SUSO IN ITALIA BELLA Music in the courts and cloisters of Northern Italy
In the Middle Ages Italy was not the unified country that we would like to think of since the nineteenth century, following the Romantic era and the formation of the modern state. It was quite the contrary, a nebula in which there was opposition between the great divisions of the Tyrrhenian West and the Adriatic East, as of the South with its memories of Greece and the North which sought links with the Germanic world in a kind of prefiguration of modern Europe: the Alpine range did not constitute a real barrier.
This defines the fourth subject offered by LA REVERDIE, following on from that of Love ( Speculum Amoris ), Thought ( O tu chara Sciença ) and popular incantation ( Laude di Sancta Maria ). This admirable Italian group, rather than offering a profusion of programmes, seeks each year to investigate one specific aspect of the medieval universe in a kind of poetic and multicoloured recreation with a singular power of evocation.

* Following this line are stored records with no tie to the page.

//! The dispatch loop.
//!
//! [`Dispatcher::run`] composes everything else for one request:
//!
//! ```text
//! resolve action            ── none → DispatchError::MissingAction (404)
//!   → before-action hooks   ── false → Dispatched::Aborted
//!   → filter chain (or the action directly when no filters are declared)
//!       → bind params       ── rejected → DispatchError::InvalidParams (400)
//!       → action
//!   → after-action hooks
//!   → Dispatched::Completed { output }
//! ```
//!
//! The dispatcher owns the controller's [`Methods`] table and a dispatch
//! context holding exactly two collaborators: the [`ObjectFactory`] and the
//! [`Hooks`]. It keeps no per-request state; every chain, action and output
//! buffer lives only for the duration of one `run` call.

use std::fmt;

use tracing::debug;

use crate::action::{resolve, Action};
use crate::chain::FilterChain;
use crate::controller::{Controller, Methods};
use crate::error::{ConfigError, DispatchError, DispatchResult};
use crate::factory::{ObjectFactory, Registry};
use crate::hooks::Hooks;
use crate::output::OutputBuffer;
use crate::params::Params;

/// Outcome of a dispatch that did not fail.
#[derive(Debug, Clone, PartialEq, Eq)]
pub enum Dispatched {
    /// The chain ran; contains the captured output after the after-action hooks
    Completed {
        /// The response body
        output: String,
    },
    /// A before-action hook returned false; nothing ran
    Aborted,
}

impl Dispatched {
    /// Returns true if the chain ran.
    pub fn is_completed(&self) -> bool {
        matches!(self, Dispatched::Completed { .. })
    }

    /// Returns true if a before-action hook aborted the dispatch.
    pub fn is_aborted(&self) -> bool {
        matches!(self, Dispatched::Aborted)
    }

    /// Returns the output if completed, or None otherwise.
    pub fn output(&self) -> Option<&str> {
        match self {
            Dispatched::Completed { output } => Some(output),
            Dispatched::Aborted => None,
        }
    }

    /// Consumes the outcome, returning the output if completed.
    pub fn into_output(self) -> Option<String> {
        match self {
            Dispatched::Completed { output } => Some(output),
            Dispatched::Aborted => None,
        }
    }
}

/// The collaborators a dispatcher reaches outside the controller.
pub struct DispatchContext<C: Controller> {
    factory: Box<dyn ObjectFactory<C>>,
    hooks: Hooks<C>,
}

impl<C: Controller> DispatchContext<C> {
    /// The object factory.
    pub fn factory(&self) -> &dyn ObjectFactory<C> {
        self.factory.as_ref()
    }

    /// The dispatcher-level hooks.
    pub fn hooks(&self) -> &Hooks<C> {
        &self.hooks
    }
}

impl<C: Controller> fmt::Debug for DispatchContext<C> {
    fn fmt(&self, f: &mut fmt::Formatter<'_>) -> fmt::Result {
        f.debug_struct("DispatchContext")
            .field("hooks", &self.hooks)
            .finish_non_exhaustive()
    }
}

/// Dispatches action ids to a controller type.
///
/// # Example
///
/// ```rust
/// use stagehand_dispatch::{Controller, Dispatcher, Methods, Params};
///
/// struct SiteController;
///
/// impl Controller for SiteController {
///     fn id(&self) -> &str {
///         "site"
///     }
///
///     fn methods() -> Methods<Self> {
///         Methods::<Self>::new().action("index", &[], |_, out, _| {
///             out.push_str("welcome");
///             Ok(())
///         })
///     }
/// }
///
/// let dispatcher = Dispatcher::<SiteController>::new();
/// let result = dispatcher
///     .run(&mut SiteController, "index", &Params::new())
///     .unwrap();
/// assert_eq!(result.output(), Some("welcome"));
/// ```
pub struct Dispatcher<C: Controller> {
    methods: Methods<C>,
    context: DispatchContext<C>,
}

impl<C: Controller> Dispatcher<C> {
    /// Creates a dispatcher with an empty [`Registry`] and no extra hooks.
    pub fn new() -> Self {
        Self::builder().build()
    }

    /// Creates a builder.
    pub fn builder() -> DispatcherBuilder<C> {
        DispatcherBuilder::new()
    }

    /// The controller's inline methods.
    pub fn methods(&self) -> &Methods<C> {
        &self.methods
    }

    /// The dispatch context.
    pub fn context(&self) -> &DispatchContext<C> {
        &self.context
    }

    /// Resolves `id` against `controller` without running anything.
    pub fn create_action(
        &self,
        controller: &C,
        id: &str,
    ) -> Result<Option<Action<C>>, ConfigError> {
        resolve(controller, &self.methods, self.context.factory(), id)
    }

    /// Dispatches `id` on `controller` with request `params`.
    ///
    /// Missing actions and rejected parameter bindings are request errors
    /// (see [`DispatchError::status`]); configuration errors propagate as
    /// [`DispatchError::Config`].
    pub fn run(&self, controller: &mut C, id: &str, params: &Params) -> DispatchResult<Dispatched> {
        let Some(mut action) = self.create_action(controller, id)? else {
            return Err(self.missing_action(controller, id));
        };
        debug!(controller = controller.id(), action = action.id(), "dispatching");

        if !self.before_action(controller, &action) {
            debug!(
                controller = controller.id(),
                action = action.id(),
                "dispatch aborted by before-action hook"
            );
            return Ok(Dispatched::Aborted);
        }

        let mut output = OutputBuffer::new();
        self.run_action_with_filters(controller, &mut action, &mut output, params)?;

        controller.after_action(&action, &mut output);
        self.context.hooks.run_after_action(controller, &action, &mut output);

        Ok(Dispatched::Completed {
            output: output.into_string(),
        })
    }

    /// Runs `action` through the controller's filters for it.
    ///
    /// Without applicable declarations the action runs directly.
    pub fn run_action_with_filters(
        &self,
        controller: &mut C,
        action: &mut Action<C>,
        output: &mut OutputBuffer,
        params: &Params,
    ) -> DispatchResult {
        let decls = controller.filters();
        if decls.is_empty() {
            return action.run_with_params(controller, output, params);
        }

        let mut chain = FilterChain::create(
            controller,
            action,
            output,
            &decls,
            &self.methods,
            self.context.factory(),
        )?;
        chain.run(params)
    }

    fn before_action(&self, controller: &mut C, action: &Action<C>) -> bool {
        controller.before_action(action) && self.context.hooks.run_before_action(controller, action)
    }

    fn missing_action(&self, controller: &C, id: &str) -> DispatchError {
        let id = if id.is_empty() {
            controller.default_action()
        } else {
            id
        };
        debug!(controller = controller.id(), action = id, "action not found");
        DispatchError::MissingAction { id: id.to_string() }
    }
}

impl<C: Controller> Default for Dispatcher<C> {
    fn default() -> Self {
        Self::new()
    }
}

impl<C: Controller> fmt::Debug for Dispatcher<C> {
    fn fmt(&self, f: &mut fmt::Formatter<'_>) -> fmt::Result {
        f.debug_struct("Dispatcher")
            .field("methods", &self.methods)
            .field("context", &self.context)
            .finish()
    }
}

/// Builder for [`Dispatcher`].
pub struct DispatcherBuilder<C: Controller> {
    factory: Option<Box<dyn ObjectFactory<C>>>,
    hooks: Hooks<C>,
}

impl<C: Controller> DispatcherBuilder<C> {
    /// Creates a builder with no factory and no hooks.
    pub fn new() -> Self {
        Self {
            factory: None,
            hooks: Hooks::new(),
        }
    }

    /// Sets the object factory.
    pub fn factory<F>(mut self, factory: F) -> Self
    where
        F: ObjectFactory<C> + 'static,
    {
        self.factory = Some(Box::new(factory));
        self
    }

    /// Adds a before-action hook, run after the controller's own.
    pub fn before_action<F>(mut self, f: F) -> Self
    where
        F: Fn(&mut C, &Action<C>) -> bool + 'static,
    {
        self.hooks = self.hooks.before_action(f);
        self
    }

    /// Adds an after-action hook, run after the controller's own.
    pub fn after_action<F>(mut self, f: F) -> Self
    where
        F: Fn(&mut C, &Action<C>, &mut OutputBuffer) + 'static,
    {
        self.hooks = self.hooks.after_action(f);
        self
    }

    /// Replaces the hooks.
    pub fn hooks(mut self, hooks: Hooks<C>) -> Self {
        self.hooks = hooks;
        self
    }

    /// Builds the dispatcher, collecting the controller's inline methods.
    pub fn build(self) -> Dispatcher<C> {
        let factory: Box<dyn ObjectFactory<C>> = match self.factory {
            Some(factory) => factory,
            None => Box::new(Registry::<C>::new()),
        };
        Dispatcher {
            methods: C::methods(),
            context: DispatchContext {
                factory,
                hooks: self.hooks,
            },
        }
    }
}

impl<C: Controller> Default for DispatcherBuilder<C> {
    fn default() -> Self {
        Self::new()
    }
}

The story began like a fairy tale: once upon a time there were two sisters, Elisabetta and Ella de'Mircovich who since their earliest childhood were fascinated by the music of the Middle Ages which they had discovered through the performances of the group Sequentia. As they pursued their musical studies they decided to devote themselves to this repertoire by forming their own group to present interpretations that were lively but refined and perfectly polished.
It was at this stage that they met the Caffagni sisters who were moved by the same spirit and endowed with the same level of experience. Conditions were requisite to form LA REVERDIE whose very title conveys the spring-like freshness and renewal which animates their mode of expression. Originally LA REVERDIE was thus an ensemble of four female voices accompanied by all sorts of instruments.
However before long one of the sisters, Livia Caffagni, married the virtuoso cornettist Doron David Sherwin, an American living in Europe, whom she had met at the Schola Cantorum in Basle in the course of their studies. The newcomer provided a masculine counterpart to this feminine ensemble and at the same time enriched the group's range of instrumentation. It is in this five-part form that LA REVERDIE presents itself today, even if some performances require occasional additions while others are restricted to the original female group.
Springlike freshness. This is the impression which emerges from listening to the performances of LA REVERDIE. But what this disc cannot restore, despite its spells, is the amazing visual impact of LA REVERDIE's concerts. The costumes and the carefully recreated postures give each of the group's performances a really theatrical quality which associates the gestures and warmth of the materials with the virtuosity of the voices and the abundance of the instruments. The listeners are completely bewitched, so much so that at the last festival in Herne in the Ruhr valley, the performers were given an ovation lasting a full twenty minutes.